Tapi perkataan itu tidak pernah diungkapkan oleh Berliana. Dia tidak mungkin berani mengatakannya secara langsung maupun tidak langsung, karena itu bisa membuat ibu mertuanya murka.
"Sudah, Ma. Maaf, kami mau istirahat dulu." Kenzie pamit.
Kenzie mengajak Berliana untuk masuk ke dalam kamar, karena mereka memang baru saja sampai.
Berliana hanya mengangguk dan menurut, karena dia sendiri tidak mengenal keluarga Kenzie. Dia juga masih takut dengan mama mertuanya, karena baru bertemu saja sudah mendapatkan intimidasi dan ancaman seperti tadi.
***
"Huh, ini tidak bisa dibiarkan! Bagaimana bisa Kenzie menikah dengan wanita yang tidak dikenal dan aku kenal?!"
"Bagaimana jika wanita itu hanya mengincar harta kami? Aku tidak mau itu sampai terjadi."
Juwita berbicara seorang diri sambil berjalan mondar-mandir di ruang tengah. Dia sedang memikirkan banyak cara untuk membuat menantunya itu tidak betah dan minta cerai dari Kenzie.
Ctek
Juwita menjentikkan jarinya, disaat mendapatkan sebuah ide. "Hahaha… sepertinya aku punya ide yang bagus."
Setelah itu, Juwita menghubungi seseorang untuk membantunya melancarkan ide yang dia dapatkan.

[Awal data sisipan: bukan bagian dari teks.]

//! Distribution against an in-memory remote session.
//!
//! Tests that build an archive change the process umask and run serially.

use std::collections::{BTreeMap, HashMap};
use std::path::{Path, PathBuf};

use chillbox_archive::compress::gunzip;
use chillbox_archive::{template_context, ArchiveState, PathProcessor, TemplateRenderer};
use chillbox_core::{ArchiveLayout, ChillboxConfig, ChillboxError, ChillboxResult, Identity};
use chillbox_deploy::{
    render_ssh_config, ssh_lock, ssh_unlock, DistributionUploader, RemoteOutput, RemoteSession,
};
use chillbox_secrets::{AgeTool, CryptoTool, KeyManager, MasterKey, Prompter, SecretsVault, UnlockedKey};
use secrecy::SecretString;
use serial_test::serial;
use zeroize::Zeroizing;

const SERVER_KEY_PATH: &str = "/usr/local/share/chillbox/key/chillbox_server.public.pem";

struct PlainMaster;

impl MasterKey for PlainMaster {
    fn seal(&self, plaintext: &[u8]) -> ChillboxResult<Vec<u8>> {
        Ok(plaintext.to_vec())
    }
    fn unseal(&self, ciphertext: &[u8]) -> ChillboxResult<Zeroizing<Vec<u8>>> {
        Ok(Zeroizing::new(ciphertext.to_vec()))
    }
}

struct Answer(&'static str);

impl Prompter for Answer {
    fn secret(&self, _prompt: &str) -> ChillboxResult<SecretString> {
        Ok(SecretString::from(self.0.to_string()))
    }
    fn confirm(&self, _prompt: &str) -> ChillboxResult<bool> {
        Ok(true)
    }
}

/// Records uploads and commands; `cat` of the key path returns the server key.
#[derive(Default)]
struct FakeSession {
    server_public_key: String,
    uploads: HashMap<String, Vec<u8>>,
    commands: Vec<String>,
    fail_put_for_len: Option<usize>,
    closed: bool,
}

impl RemoteSession for FakeSession {
    async fn put(&mut self, local: &Path, remote: &str) -> ChillboxResult<()> {
        let bytes = std::fs::read(local)?;
        if Some(bytes.len()) == self.fail_put_for_len {
            return Err(ChillboxError::Remote("connection reset".into()));
        }
        self.uploads.insert(remote.to_string(), bytes);
        Ok(())
    }

    async fn get(&mut self, remote: &str, local: &Path) -> ChillboxResult<()> {
        let bytes = self
            .uploads
            .get(remote)
            .ok_or_else(|| ChillboxError::Remote(format!("no such file {remote}")))?;
        std::fs::write(local, bytes)?;
        Ok(())
    }

    async fn run(&mut self, command: &str) -> ChillboxResult<RemoteOutput> {
        self.commands.push(command.to_string());
        if command == format!("cat '{SERVER_KEY_PATH}'") {
            return Ok(RemoteOutput {
                stdout: format!("{}\n", self.server_public_key),
                ..Default::default()
            });
        }
        Ok(RemoteOutput::default())
    }

    async fn close(&mut self) -> ChillboxResult<()> {
        self.closed = true;
        Ok(())
    }
}

const CONFIG: &str = r#"
instance = "example"
archive-directory = ".chillbox"
sensitive-root = "/var/lib/chillbox/sensitive"

[[path]]
id = "motd"
src = "motd"
dest = "/etc/motd"

[[path]]
id = "static"
src = "static"
dest = "/srv/static"

[[path]]
id = "alice-key"
src = "motd"
dest = "/etc/site1/alice.key"
sensitive = true
owner = "alice"

[[path]]
id = "bob-file"
src = "motd"
dest = "/etc/bob"
owner = "bob"

[[secret]]
id = "db-pass"
name = "DB_PASSWORD"
owner = "alice"
dest = "/etc/site1/secrets.env"

[[secret]]
id = "api-token"
name = "API_TOKEN"
owner = "alice"
dest = "/etc/site1/secrets.env"

[[secret]]
id = "bob-secret"
name = "BOB"
owner = "bob"
dest = "/etc/site1/secrets.env"

[[server]]
name = "web1"
host = "web1.example.test"
login-users = ["alice"]
remote-files = ["motd", "static", "alice-key", "bob-file"]
secrets = ["db-pass", "api-token", "bob-secret"]

[[server]]
name = "web2"
host = "web2.example.test"
owner = "bob"
remote-files = ["motd"]
"#;

struct Fixture {
    _dir: tempfile::TempDir,
    config: ChillboxConfig,
    layout: ArchiveLayout,
    state: ArchiveState,
    alice: Identity,
}

fn fixture() -> Fixture {
    let dir = tempfile::tempdir().unwrap();
    let wd = std::fs::canonicalize(dir.path()).unwrap();
    std::fs::write(wd.join("motd"), "welcome\n").unwrap();
    std::fs::create_dir_all(wd.join("static")).unwrap();
    std::fs::write(wd.join("static/index.html"), "<h1>hi</h1>").unwrap();

    let config = ChillboxConfig::from_toml_str(CONFIG, &wd).unwrap();
    let layout = ArchiveLayout::new(&config.archive_directory, &config.instance);
    layout.init().unwrap();
    KeyManager::new(&layout, &AgeTool, &PlainMaster)
        .ensure_key_pair()
        .unwrap();
    let state = ArchiveState::open(&layout.state_file()).unwrap();
    Fixture {
        _dir: dir,
        config,
        layout,
        state,
        alice: Identity::new("alice"),
    }
}

fn prepare(fx: &mut Fixture) -> UnlockedKey {
    let today = chrono::NaiveDate::from_ymd_opt(2024, 6, 1).unwrap();
    SecretsVault::new(&fx.layout, &AgeTool, &fx.alice)
        .sync_secrets(&fx.config.secrets, &Answer("s3cret"), today)
        .unwrap();

    let key = KeyManager::new(&fx.layout, &AgeTool, &PlainMaster)
        .unlock_private_key(&mut fx.state)
        .unwrap();
    let renderer = TemplateRenderer::new(&fx.config.templates, &fx.config.working_directory);
    PathProcessor::new(&fx.layout, &AgeTool, &renderer, &fx.alice)
        .build_archive(
            &fx.config.paths,
            &template_context(&fx.config.env, &BTreeMap::new()),
            &key,
        )
        .unwrap();
    key
}

fn server_keys() -> (SecretString, String) {
    AgeTool.generate_keypair().unwrap()
}

#[tokio::test]
#[serial]
async fn test_distribute_respects_ownership_and_sensitivity() {
    let mut fx = fixture();
    let key = prepare(&mut fx);
    let (server_private, server_public) = server_keys();
    let mut session = FakeSession {
        server_public_key: server_public,
        ..Default::default()
    };

    let server = fx.config.server("web1").unwrap();
    let report = DistributionUploader::new(&fx.config, &fx.layout, &AgeTool, &fx.alice, &key)
        .distribute(&mut session, server)
        .await
        .unwrap()
        .into_result()
        .unwrap();

    assert_eq!(
        report.uploaded,
        vec!["motd", "static", "alice-key", "db-pass", "api-token"]
    );
    let skipped: Vec<&str> = report.skipped.iter().map(|(id, _)| id.as_str()).collect();
    assert_eq!(skipped, vec!["bob-file", "bob-secret"]);

    // every upload goes to a remote temp path first
    assert!(session.uploads.keys().all(|k| k.starts_with("/tmp/chillbox-")));
    assert_eq!(session.uploads.len(), 4);

    // the plain file arrives as gzip and is moved into place
    let motd_move = session
        .commands
        .iter()
        .find(|c| c.contains("'/etc/motd'"))
        .unwrap();
    assert!(motd_move.contains("gunzip -c"));
    assert!(motd_move.contains("mv -f '/etc/motd.chillbox-tmp' '/etc/motd'"));
    let static_move = session
        .commands
        .iter()
        .find(|c| c.contains("'/srv/static'"))
        .unwrap();
    assert!(static_move.contains("--strip-components 1"));

    // sensitive content is encrypted to the server key under the operator's namespace
    assert!(session
        .commands
        .iter()
        .any(|c| c.contains("'/var/lib/chillbox/sensitive/alice/etc/site1/alice.key'")));

    let mut plaintexts: Vec<Vec<u8>> = session
        .uploads
        .values()
        .filter_map(|bytes| AgeTool.decrypt(&server_private, bytes).ok())
        .map(|p| p.to_vec())
        .collect();
    plaintexts.sort();
    assert_eq!(plaintexts.len(), 2);
    assert!(plaintexts.contains(&b"API_TOKEN=s3cret\nDB_PASSWORD=s3cret\n".to_vec())
        || plaintexts.contains(&b"DB_PASSWORD=s3cret\nAPI_TOKEN=s3cret\n".to_vec()));
    assert!(plaintexts
        .iter()
        .any(|p| gunzip(p).map(|t| t == b"welcome\n").unwrap_or(false)));

    key.release(&mut fx.state).unwrap();
}

#[tokio::test]
#[serial]
async fn test_failed_entry_does_not_stop_the_rest() {
    let mut fx = fixture();
    let key = prepare(&mut fx);
    let (_, server_public) = server_keys();

    // the motd payload is the only gzip of exactly this size
    let motd_len = {
        let ciphertext = std::fs::read(fx.layout.path("motd")).unwrap();
        AgeTool
            .decrypt(&key.private_key().unwrap(), &ciphertext)
            .unwrap()
            .len()
    };
    let mut session = FakeSession {
        server_public_key: server_public,
        fail_put_for_len: Some(motd_len),
        ..Default::default()
    };

    let server = fx.config.server("web1").unwrap();
    let report = DistributionUploader::new(&fx.config, &fx.layout, &AgeTool, &fx.alice, &key)
        .distribute(&mut session, server)
        .await
        .unwrap();
    assert_eq!(report.failures.len(), 1);
    assert_eq!(report.failures[0].id, "motd");
    assert!(report.uploaded.contains(&"static".to_string()));
    assert!(report.uploaded.contains(&"db-pass".to_string()));

    let err = report.into_result().unwrap_err();
    assert!(matches!(err, ChillboxError::Distribution { ref server, .. } if server == "web1"));

    key.release(&mut fx.state).unwrap();
}

#[tokio::test]
#[serial]
async fn test_server_owned_by_another_operator_is_left_alone() {
    let mut fx = fixture();
    let key = prepare(&mut fx);
    let (_, server_public) = server_keys();
    let mut session = FakeSession {
        server_public_key: server_public,
        ..Default::default()
    };

    let server = fx.config.server("web2").unwrap();
    let uploader = DistributionUploader::new(&fx.config, &fx.layout, &AgeTool, &fx.alice, &key);
    assert!(!uploader.may_upload(server));
    assert!(uploader.may_upload(fx.config.server("web1").unwrap()));

    let report = uploader.distribute(&mut session, server).await.unwrap();
    assert!(report.uploaded.is_empty());
    assert_eq!(
        report.skipped,
        vec![("web2".to_string(), "owned by bob".to_string())]
    );
    assert!(session.commands.is_empty());
    assert!(session.uploads.is_empty());

    key.release(&mut fx.state).unwrap();
}

#[tokio::test]
#[serial]
async fn test_missing_server_key_is_fatal() {
    let mut fx = fixture();
    let key = prepare(&mut fx);
    let mut session = FakeSession::default();

    let server = fx.config.server("web1").unwrap();
    let err = DistributionUploader::new(&fx.config, &fx.layout, &AgeTool, &fx.alice, &key)
        .distribute(&mut session, server)
        .await
        .unwrap_err();
    assert!(matches!(err, ChillboxError::Remote(_)));
    assert!(session.uploads.is_empty());
    session.close().await.unwrap();
    assert!(session.closed);

    key.release(&mut fx.state).unwrap();
}

#[test]
fn test_ssh_config_lists_login_servers() {
    let fx = fixture();
    let identity_file = PathBuf::from("/tmp/chillbox-identity-x");
    let text = render_ssh_config(&fx.config, &fx.layout, &fx.alice, &identity_file);
    assert!(text.contains("Host web1\n"));
    assert!(text.contains("  HostName web1.example.test\n"));
    assert!(text.contains("  User alice\n"));
    assert!(text.contains("  IdentityFile /tmp/chillbox-identity-x\n"));

    let bob = render_ssh_config(&fx.config, &fx.layout, &Identity::new("bob"), &identity_file);
    assert!(bob.is_empty());
}

#[test]
fn test_ssh_lock_shreds_recorded_files() {
    use chillbox_secrets::TempRecords;
    let mut fx = fixture();
    let config = fx.layout.root().join("fake_ssh_config");
    std::fs::write(&config, "Host web1").unwrap();
    fx.state
        .record_temp(chillbox_archive::state::SSH_CONFIG_TEMP, &config)
        .unwrap();
    ssh_lock(&mut fx.state).unwrap();
    assert!(!config.exists());
    assert_eq!(
        fx.state
            .temp_path(chillbox_archive::state::SSH_CONFIG_TEMP)
            .unwrap(),
        None
    );
}

#[test]
#[serial]
fn test_failed_ssh_unlock_leaves_no_records() {
    use chillbox_archive::state::{IDENTITY_FILE_TEMP, SSH_CONFIG_TEMP};
    let mut fx = fixture();
    let key = prepare(&mut fx);
    let stored = fx.layout.user_ssh_key("alice");
    std::fs::create_dir_all(stored.parent().unwrap()).unwrap();
    std::fs::write(&stored, b"not age ciphertext").unwrap();

    let result = ssh_unlock(&fx.layout, &mut fx.state, &fx.config, &AgeTool, &key, &fx.alice);
    assert!(result.is_err());
    assert_eq!(fx.state.temp_path(IDENTITY_FILE_TEMP).unwrap(), None);
    assert_eq!(fx.state.temp_path(SSH_CONFIG_TEMP).unwrap(), None);

    let reopened = ArchiveState::open(&fx.layout.state_file()).unwrap();
    assert_eq!(reopened.temp_path(IDENTITY_FILE_TEMP).unwrap(), None);

    key.release(&mut fx.state).unwrap();
}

Dia tidak bisa bekerja sendiri tanpa bantuan orang lain, jika ingin memisahkan anaknya dengan menantu barunya yang tidak dikenal dan tidak dia sukai.
"Apa-apaan main masuk jadi menantuku. Aku tidak mau punya menantu kampungan, udik dan hhh… apa itu santriwati?!"
"Nanti kerjaannya cuma pergi pengajian, datang ke badan amal, mengurusi zakat, atau apakah itu yang tidak ada manfaatnya sama sekali!"
Juwita terus berbicara sendiri, menggerutu karena anaknya yang menikah secara tiba-tiba dengan wanita yang tidak dikenali olehnya. Apalagi tanya tidak memiliki keahlian istimewa apapun.
"Ck. Ini gara-gara Alice pergi. Coba dia tidak egois dan mementingkan karir, dia akan jadi menantuku, dan aku bisa pamer pada orang-orang. Mana ada anak atau menantu temanku yang kecantikan melebihi Alice," gumam Juwita lagi.
Dia ingat mantan kekasih Kenzie yang seorang model dan selebgram yang sudah dia harapkan untuk bisa menjadi menantunya di kemudian hari.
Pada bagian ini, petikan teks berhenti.